This work systematically investigates privacy risks arising during fine-tuning of large language models (LLMs), focusing on three core threats: membership inference, data extraction, and backdoor attacks. We establish the first unified analytical framework that quantitatively characterizes the fundamental trade-off between adversarial capability and defense efficacy. Through empirical evaluation of mainstream defenses—including differential privacy, federated learning, and machine unlearning—we identify their effectiveness boundaries and inherent limitations in the fine-tuning setting, revealing five critical research gaps. Building on these insights, we propose a novel, deployment-oriented paradigm for privacy-preserving LLM fine-tuning. Our framework provides both theoretical foundations and practical technical pathways for developing efficient, verifiable, and low-overhead privacy assurance systems for LLM fine-tuning.
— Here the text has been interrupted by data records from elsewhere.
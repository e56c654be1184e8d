//! SQLite connection pooling.
//!
//! `r2d2` with the `r2d2_sqlite` backend. A customizer applies WAL mode and
//! a busy timeout on every new connection so concurrent handlers in the same
//! process serialize without `SQLITE_BUSY` failures. In-memory databases get
//! a single-connection pool — separate connections would each see their own
//! private database.

use r2d2::Pool;
use r2d2_sqlite::SqliteConnectionManager;
use rusqlite::Connection;
use tracing::warn;

use crate::errors::Result;

/// Path value selecting a private in-memory database.
pub const MEMORY_PATH: &str = ":memory:";

/// Alias for the pool type used across the crate.
pub type ConnectionPool = Pool<SqliteConnectionManager>;

#[derive(Debug)]
struct PragmaCustomizer;

impl r2d2::CustomizeConnection<Connection, rusqlite::Error> for PragmaCustomizer {
    fn on_acquire(&self, conn: &mut Connection) -> std::result::Result<(), rusqlite::Error> {
        conn.execute_batch(
            "PRAGMA journal_mode = WAL;\
             PRAGMA busy_timeout = 5000;\
             PRAGMA synchronous = NORMAL;",
        )
    }
}

/// Open a pool for `path` (`:memory:` permitted) and verify one connection.
pub fn open_pool(path: &str) -> Result<ConnectionPool> {
    let (manager, size) = if path == MEMORY_PATH {
        (SqliteConnectionManager::memory(), 1)
    } else {
        (SqliteConnectionManager::file(path), 8)
    };
    let pool = Pool::builder()
        .max_size(size)
        .connection_timeout(std::time::Duration::from_secs(5))
        .connection_customizer(Box::new(PragmaCustomizer))
        .build(manager)?;
    // Fail now, not on first use, when the path is unusable.
    let _ = pool.get()?;
    Ok(pool)
}

/// Open a pool for `path`, falling back to in-memory when that fails.
pub fn open_pool_or_memory(path: &str) -> ConnectionPool {
    match open_pool(path) {
        Ok(pool) => pool,
        Err(err) => {
            warn!(path, %err, "cannot open database file, falling back to in-memory store");
            open_pool(MEMORY_PATH).expect("in-memory sqlite pool")
        }
    }
}

// ─────────────────────────────────────────────────────────────────────────────
// Tests
// ─────────────────────────────────────────────────────────────────────────────
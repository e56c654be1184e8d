//! Output schemas and validation of reviewer responses.
//!
//! Two halves:
//!
//! - The JSON Schemas handed to the vendor SDK so the reviewer constrains
//!   its own output (`session_id` is never part of them — the reviewer
//!   does not know its thread id).
//! - Narrowing functions that turn a parsed [`Value`] into the typed
//!   outcome for the current review kind, or a validation message suitable
//!   for the one-shot repair retry.
//!
//! Validation failures are a recoverable class distinct from transport
//! errors: the client retries the same prompt once before giving up with
//! `CODEX_PARSE_ERROR`.

use bridge_core::types::{CodeFinding, CodeVerdict, PlanFinding, PlanVerdict};
use serde::Deserialize;
use serde_json::{json, Value};

// ─────────────────────────────────────────────────────────────────────────────
// Outcomes (result shapes minus session_id)
// ─────────────────────────────────────────────────────────────────────────────

/// Validated plan output for one turn.
#[derive(Clone, Debug, Deserialize)]
pub struct PlanOutcome {
    pub verdict: PlanVerdict,
    pub summary: String,
    #[serde(default)]
    pub findings: Vec<PlanFinding>,
}

/// Validated code output for one turn.
#[derive(Clone, Debug, Deserialize)]
pub struct CodeOutcome {
    pub verdict: CodeVerdict,
    pub summary: String,
    #[serde(default)]
    pub findings: Vec<CodeFinding>,
}

/// Validated precommit output for one turn.
#[derive(Clone, Debug, Deserialize)]
pub struct PrecommitOutcome {
    pub ready_to_commit: bool,
    #[serde(default)]
    pub blockers: Vec<String>,
    #[serde(default)]
    pub warnings: Vec<String>,
}

// ─────────────────────────────────────────────────────────────────────────────
// Schemas for the SDK
// ─────────────────────────────────────────────────────────────────────────────

fn finding_schema(severities: &[&str]) -> Value {
    json!({
        "type": "object",
        "additionalProperties": false,
        "required": ["severity", "category", "description"],
        "properties": {
            "severity": { "type": "string", "enum": severities },
            "category": { "type": "string" },
            "description": { "type": "string" },
            "file": { "type": ["string", "null"] },
            "line": { "type": ["integer", "null"], "minimum": 1 },
            "suggestion": { "type": ["string", "null"] }
        }
    })
}

/// Output schema for plan reviews.
#[must_use]
pub fn plan_schema() -> Value {
    json!({
        "type": "object",
        "additionalProperties": false,
        "required": ["verdict", "summary", "findings"],
        "properties": {
            "verdict": { "type": "string", "enum": ["approve", "revise", "reject"] },
            "summary": { "type": "string" },
            "findings": {
                "type": "array",
                "items": finding_schema(&["critical", "major", "minor", "suggestion"])
            }
        }
    })
}

/// Output schema for code reviews.
#[must_use]
pub fn code_schema() -> Value {
    json!({
        "type": "object",
        "additionalProperties": false,
        "required": ["verdict", "summary", "findings"],
        "properties": {
            "verdict": { "type": "string", "enum": ["approve", "request_changes", "reject"] },
            "summary": { "type": "string" },
            "findings": {
                "type": "array",
                "items": finding_schema(&["critical", "major", "minor", "nitpick"])
            }
        }
    })
}

/// Output schema for precommit reviews.
#[must_use]
pub fn precommit_schema() -> Value {
    json!({
        "type": "object",
        "additionalProperties": false,
        "required": ["ready_to_commit", "blockers", "warnings"],
        "properties": {
            "ready_to_commit": { "type": "boolean" },
            "blockers": { "type": "array", "items": { "type": "string" } },
            "warnings": { "type": "array", "items": { "type": "string" } }
        }
    })
}

// ─────────────────────────────────────────────────────────────────────────────
// Narrowing
// ─────────────────────────────────────────────────────────────────────────────

/// Narrow a parsed value to a plan outcome.
pub fn validate_plan(value: Value) -> Result<PlanOutcome, String> {
    let outcome: PlanOutcome =
        serde_json::from_value(value).map_err(|e| format!("invalid plan review output: {e}"))?;
    check_lines_positive(outcome.findings.iter().map(|f| f.line))?;
    Ok(outcome)
}

/// Narrow a parsed value to a code outcome.
pub fn validate_code(value: Value) -> Result<CodeOutcome, String> {
    let outcome: CodeOutcome =
        serde_json::from_value(value).map_err(|e| format!("invalid code review output: {e}"))?;
    check_lines_positive(outcome.findings.iter().map(|f| f.line))?;
    Ok(outcome)
}

/// Narrow a parsed value to a precommit outcome.
pub fn validate_precommit(value: Value) -> Result<PrecommitOutcome, String> {
    serde_json::from_value(value).map_err(|e| format!("invalid precommit output: {e}"))
}

fn check_lines_positive(lines: impl Iterator<Item = Option<u32>>) -> Result<(), String> {
    for line in lines.flatten() {
        if line == 0 {
            return Err("finding line numbers must be positive".into());
        }
    }
    Ok(())
}

// ─────────────────────────────────────────────────────────────────────────────
// Tests
// ─────────────────────────────────────────────────────────────────────────────

#[cfg(test)]
mod tests {
    use super::*;
    use bridge_core::types::CodeSeverity;

    #[test]
    fn valid_plan_output_narrows() {
        let value = json!({
            "verdict": "approve",
            "summary": "Plan looks solid",
            "findings": [{
                "severity": "minor",
                "category": "style",
                "description": "Consider renaming",
                "file": null,
                "line": null,
                "suggestion": null
            }]
        });
        let outcome = validate_plan(value).unwrap();
        assert_eq!(outcome.verdict, PlanVerdict::Approve);
        assert_eq!(outcome.findings.len(), 1);
    }

    #[test]
    fn plan_rejects_code_severity() {
        let value = json!({
            "verdict": "approve",
            "summary": "ok",
            "findings": [{
                "severity": "nitpick",
                "category": "style",
                "description": "x"
            }]
        });
        let err = validate_plan(value).unwrap_err();
        assert!(err.contains("invalid plan review output"));
    }

    #[test]
    fn code_rejects_plan_severity() {
        let value = json!({
            "verdict": "approve",
            "summary": "ok",
            "findings": [{
                "severity": "suggestion",
                "category": "style",
                "description": "x"
            }]
        });
        assert!(validate_code(value).is_err());
    }

    #[test]
    fn code_rejects_plan_verdict() {
        let value = json!({ "verdict": "revise", "summary": "ok", "findings": [] });
        assert!(validate_code(value).is_err());
    }

    #[test]
    fn missing_verdict_is_invalid() {
        let value = json!({ "summary": "ok", "findings": [] });
        assert!(validate_plan(value).is_err());
    }

    #[test]
    fn missing_findings_defaults_to_empty() {
        let value = json!({ "verdict": "approve", "summary": "ok" });
        let outcome = validate_plan(value).unwrap();
        assert!(outcome.findings.is_empty());
    }

    #[test]
    fn zero_line_is_invalid() {
        let value = json!({
            "verdict": "approve",
            "summary": "ok",
            "findings": [{
                "severity": "minor",
                "category": "bug",
                "description": "x",
                "file": "a.rs",
                "line": 0
            }]
        });
        let err = validate_code(value).unwrap_err();
        assert!(err.contains("positive"));
    }

    #[test]
    fn valid_code_output_narrows() {
        let value = json!({
            "verdict": "request_changes",
            "summary": "Needs work",
            "findings": [{
                "severity": "critical",
                "category": "bug",
                "description": "overflow",
                "file": "src/a.ts",
                "line": 10,
                "suggestion": "use checked_add"
            }]
        });
        let outcome = validate_code(value).unwrap();
        assert_eq!(outcome.verdict, CodeVerdict::RequestChanges);
        assert_eq!(outcome.findings[0].severity, CodeSeverity::Critical);
        assert_eq!(outcome.findings[0].line, Some(10));
    }

    #[test]
    fn valid_precommit_output_narrows() {
        let value = json!({
            "ready_to_commit": false,
            "blockers": ["Missing error handling"],
            "warnings": []
        });
        let outcome = validate_precommit(value).unwrap();
        assert!(!outcome.ready_to_commit);
        assert_eq!(outcome.blockers, vec!["Missing error handling"]);
    }

    #[test]
    fn precommit_requires_ready_flag() {
        let value = json!({ "blockers": [], "warnings": [] });
        assert!(validate_precommit(value).is_err());
    }

    #[test]
    fn non_object_is_invalid() {
        assert!(validate_plan(json!("just a string")).is_err());
        assert!(validate_code(json!(42)).is_err());
        assert!(validate_precommit(json!([])).is_err());
    }

    #[test]
    fn schemas_enumerate_kind_specific_severities() {
        let plan = plan_schema();
        let code = code_schema();
        let plan_sev = plan["properties"]["findings"]["items"]["properties"]["severity"]["enum"]
            .as_array()
            .unwrap();
        assert!(plan_sev.contains(&json!("suggestion")));
        assert!(!plan_sev.contains(&json!("nitpick")));
        let code_sev = code["properties"]["findings"]["items"]["properties"]["severity"]["enum"]
            .as_array()
            .unwrap();
        assert!(code_sev.contains(&json!("nitpick")));
        assert!(!code_sev.contains(&json!("suggestion")));
    }

    #[test]
    fn schemas_omit_session_id() {
        for schema in [plan_schema(), code_schema(), precommit_schema()] {
            assert!(schema["properties"].get("session_id").is_none());
        }
    }
}
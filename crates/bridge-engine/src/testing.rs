//! Scripted SDK for tests.
//!
//! Not part of the public API surface; compiled unconditionally so
//! downstream crates can drive their handler tests with it.

use std::collections::VecDeque;
use std::sync::{Arc, Mutex};

use async_trait::async_trait;

use crate::sdk::{
    ReviewerSdk, ReviewerThread, SdkError, SdkResult, ThreadOptions, TurnOptions, TurnOutput,
};

/// One scripted turn.
#[derive(Clone, Debug)]
pub enum MockTurn {
    /// Return this string as the final response.
    Respond(String),
    /// Fail with this error.
    Fail(SdkError),
    /// Pend until the cancel token fires, then fail as aborted.
    HangUntilCancelled,
}

/// Shared script and call recording.
#[derive(Default)]
pub struct MockState {
    /// Responses consumed one per turn, in order.
    pub turns: VecDeque<MockTurn>,
    /// Thread ids consumed one per thread acquisition; when exhausted the
    /// acquired thread reports `thread_mock` (or the resumed id).
    pub thread_ids: VecDeque<Option<String>>,
    /// Every prompt sent, in order.
    pub prompts: Vec<String>,
    /// Number of fresh threads started.
    pub started: usize,
    /// Ids passed to `resume_thread`, in order.
    pub resumed: Vec<String>,
    /// When set, thread acquisition fails with this error.
    pub acquire_error: Option<SdkError>,
}

/// Scripted [`ReviewerSdk`].
#[derive(Clone, Default)]
pub struct MockSdk {
    state: Arc<Mutex<MockState>>,
}

impl MockSdk {
    pub fn new() -> Self {
        Self::default()
    }

    /// Push one JSON response.
    pub fn respond(&self, response: impl Into<String>) -> &Self {
        self.lock().turns.push_back(MockTurn::Respond(response.into()));
        self
    }

    /// Push one failing turn.
    pub fn fail(&self, error: SdkError) -> &Self {
        self.lock().turns.push_back(MockTurn::Fail(error));
        self
    }

    /// Push a turn that hangs until its deadline cancels it.
    pub fn hang(&self) -> &Self {
        self.lock().turns.push_back(MockTurn::HangUntilCancelled);
        self
    }

    /// Push a thread id for the next acquired thread.
    pub fn thread_id(&self, id: Option<&str>) -> &Self {
        self.lock().thread_ids.push_back(id.map(ToOwned::to_owned));
        self
    }

    /// Make the next `start_thread`/`resume_thread` fail.
    pub fn fail_acquire(&self, error: SdkError) -> &Self {
        self.lock().acquire_error = Some(error);
        self
    }

    pub fn lock(&self) -> std::sync::MutexGuard<'_, MockState> {
        self.state.lock().expect("mock state poisoned")
    }
}

#[async_trait]
impl ReviewerSdk for MockSdk {
    async fn start_thread(&self, _opts: &ThreadOptions) -> SdkResult<Box<dyn ReviewerThread>> {
        let mut state = self.lock();
        if let Some(err) = state.acquire_error.take() {
            return Err(err);
        }
        state.started += 1;
        let id = state
            .thread_ids
            .pop_front()
            .unwrap_or(Some("thread_mock".to_owned()));
        Ok(Box::new(MockThread {
            state: Arc::clone(&self.state),
            id,
        }))
    }

    async fn resume_thread(
        &self,
        id: &str,
        _opts: &ThreadOptions,
    ) -> SdkResult<Box<dyn ReviewerThread>> {
        let mut state = self.lock();
        if let Some(err) = state.acquire_error.take() {
            return Err(err);
        }
        state.resumed.push(id.to_owned());
        let id = state
            .thread_ids
            .pop_front()
            .unwrap_or(Some(id.to_owned()));
        Ok(Box::new(MockThread {
            state: Arc::clone(&self.state),
            id,
        }))
    }
}

struct MockThread {
    state: Arc<Mutex<MockState>>,
    id: Option<String>,
}

#[async_trait]
impl ReviewerThread for MockThread {
    fn id(&self) -> Option<String> {
        self.id.clone()
    }

    async fn run(&mut self, prompt: &str, opts: &TurnOptions) -> SdkResult<TurnOutput> {
        let turn = {
            let mut state = self.state.lock().expect("mock state poisoned");
            state.prompts.push(prompt.to_owned());
            state.turns.pop_front()
        };
        match turn {
            Some(MockTurn::Respond(text)) => Ok(TurnOutput {
                final_response: text,
            }),
            Some(MockTurn::Fail(err)) => Err(err),
            Some(MockTurn::HangUntilCancelled) => {
                opts.cancel.cancelled().await;
                Err(SdkError::aborted())
            }
            None => Err(SdkError::new("mock: no scripted turn left")),
        }
    }
}
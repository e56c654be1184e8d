//! `review_code` handler.

use async_trait::async_trait;
use bridge_core::types::{CodeReviewResult, ReviewKind};
use bridge_core::BridgeError;
use bridge_engine::client::CodeRequest;
use bridge_store::NewReview;
use serde::Deserialize;
use serde_json::{json, Value};

use crate::context::RpcContext;
use crate::handlers::parse_args;
use crate::registry::{ToolHandler, ToolSpec};
use crate::tracker::SessionTracker;

#[derive(Deserialize)]
struct CodeArgs {
    diff: String,
    #[serde(default)]
    context: Option<String>,
    #[serde(default)]
    criteria: Vec<String>,
    #[serde(default)]
    session_id: Option<String>,
}

/// Review a unified diff.
pub struct ReviewCodeHandler;

#[async_trait]
impl ToolHandler for ReviewCodeHandler {
    fn spec(&self) -> ToolSpec {
        ToolSpec {
            name: "review_code",
            description: "Review a unified diff and return a structured verdict with \
                          line-anchored findings. Oversized diffs are reviewed in chunks.",
            input_schema: json!({
                "type": "object",
                "additionalProperties": false,
                "required": ["diff"],
                "properties": {
                    "diff": { "type": "string", "description": "Unified diff to review" },
                    "context": { "type": "string" },
                    "criteria": { "type": "array", "items": { "type": "string" } },
                    "session_id": { "type": "string" }
                }
            }),
        }
    }

    async fn call(&self, args: Value, ctx: &RpcContext) -> Result<Value, BridgeError> {
        let args: CodeArgs = parse_args(args)?;

        let mut tracker = SessionTracker::new(ctx.store.clone());
        tracker.preflight(args.session_id.as_deref());

        let request = CodeRequest {
            diff: args.diff,
            context: args.context,
            criteria: args.criteria,
            session_id: args.session_id,
        };
        match ctx.client().review_code(request).await {
            Ok(result) => {
                tracker.record_success(&result.session_id, log_entry(&result));
                serde_json::to_value(&result).map_err(|e| BridgeError::unknown(e.to_string()))
            }
            Err(err) => {
                tracker.record_failure();
                Err(err)
            }
        }
    }
}

fn log_entry(result: &CodeReviewResult) -> NewReview {
    NewReview {
        session_id: result.session_id.clone(),
        kind: ReviewKind::Code,
        verdict: result.verdict.as_str().to_owned(),
        summary: result.summary.clone(),
        findings_json: serde_json::to_string(&result.findings)
            .unwrap_or_else(|_| "[]".to_owned()),
    }
}

// ─────────────────────────────────────────────────────────────────────────────
// Tests
// ─────────────────────────────────────────────────────────────────────────────
//! Settings error type.

use bridge_core::BridgeError;
use thiserror::Error;

/// Failure while loading or validating configuration.
#[derive(Debug, Error)]
pub enum SettingsError {
    /// Config file exists but could not be read.
    #[error("failed to read config file: {0}")]
    Io(#[from] std::io::Error),

    /// Config file is not valid JSON or violates the schema.
    #[error("invalid config: {0}")]
    Json(#[from] serde_json::Error),

    /// A value parsed but fails a semantic constraint.
    #[error("invalid config: {0}")]
    Invalid(String),
}

pub type Result<T> = std::result::Result<T, SettingsError>;

impl From<SettingsError> for BridgeError {
    fn from(err: SettingsError) -> Self {
        BridgeError::config(err.to_string())
    }
}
Fine-tuning has emerged as a critical process in leveraging Large Language Models (LLMs) for specific downstream tasks, enabling these models to achieve state-of-the-art performance across various domains. However, the fine-tuning process often involves sensitive datasets, introducing privacy risks that exploit the unique characteristics of this stage. In this paper, we provide a comprehensive survey of privacy challenges associated with fine-tuning LLMs, highlighting vulnerabilities to various privacy attacks, including membership inference, data extraction, and backdoor attacks. We further review defense mechanisms designed to mitigate privacy risks in the fine-tuning phase, such as differential privacy, federated learning, and knowledge unlearning, discussing their effectiveness and limitations in addressing privacy risks and maintaining model utility. By identifying key gaps in existing research, we highlight challenges and propose directions to advance the development of privacy-preserving methods for fine-tuning LLMs, promoting their responsible use in diverse applications.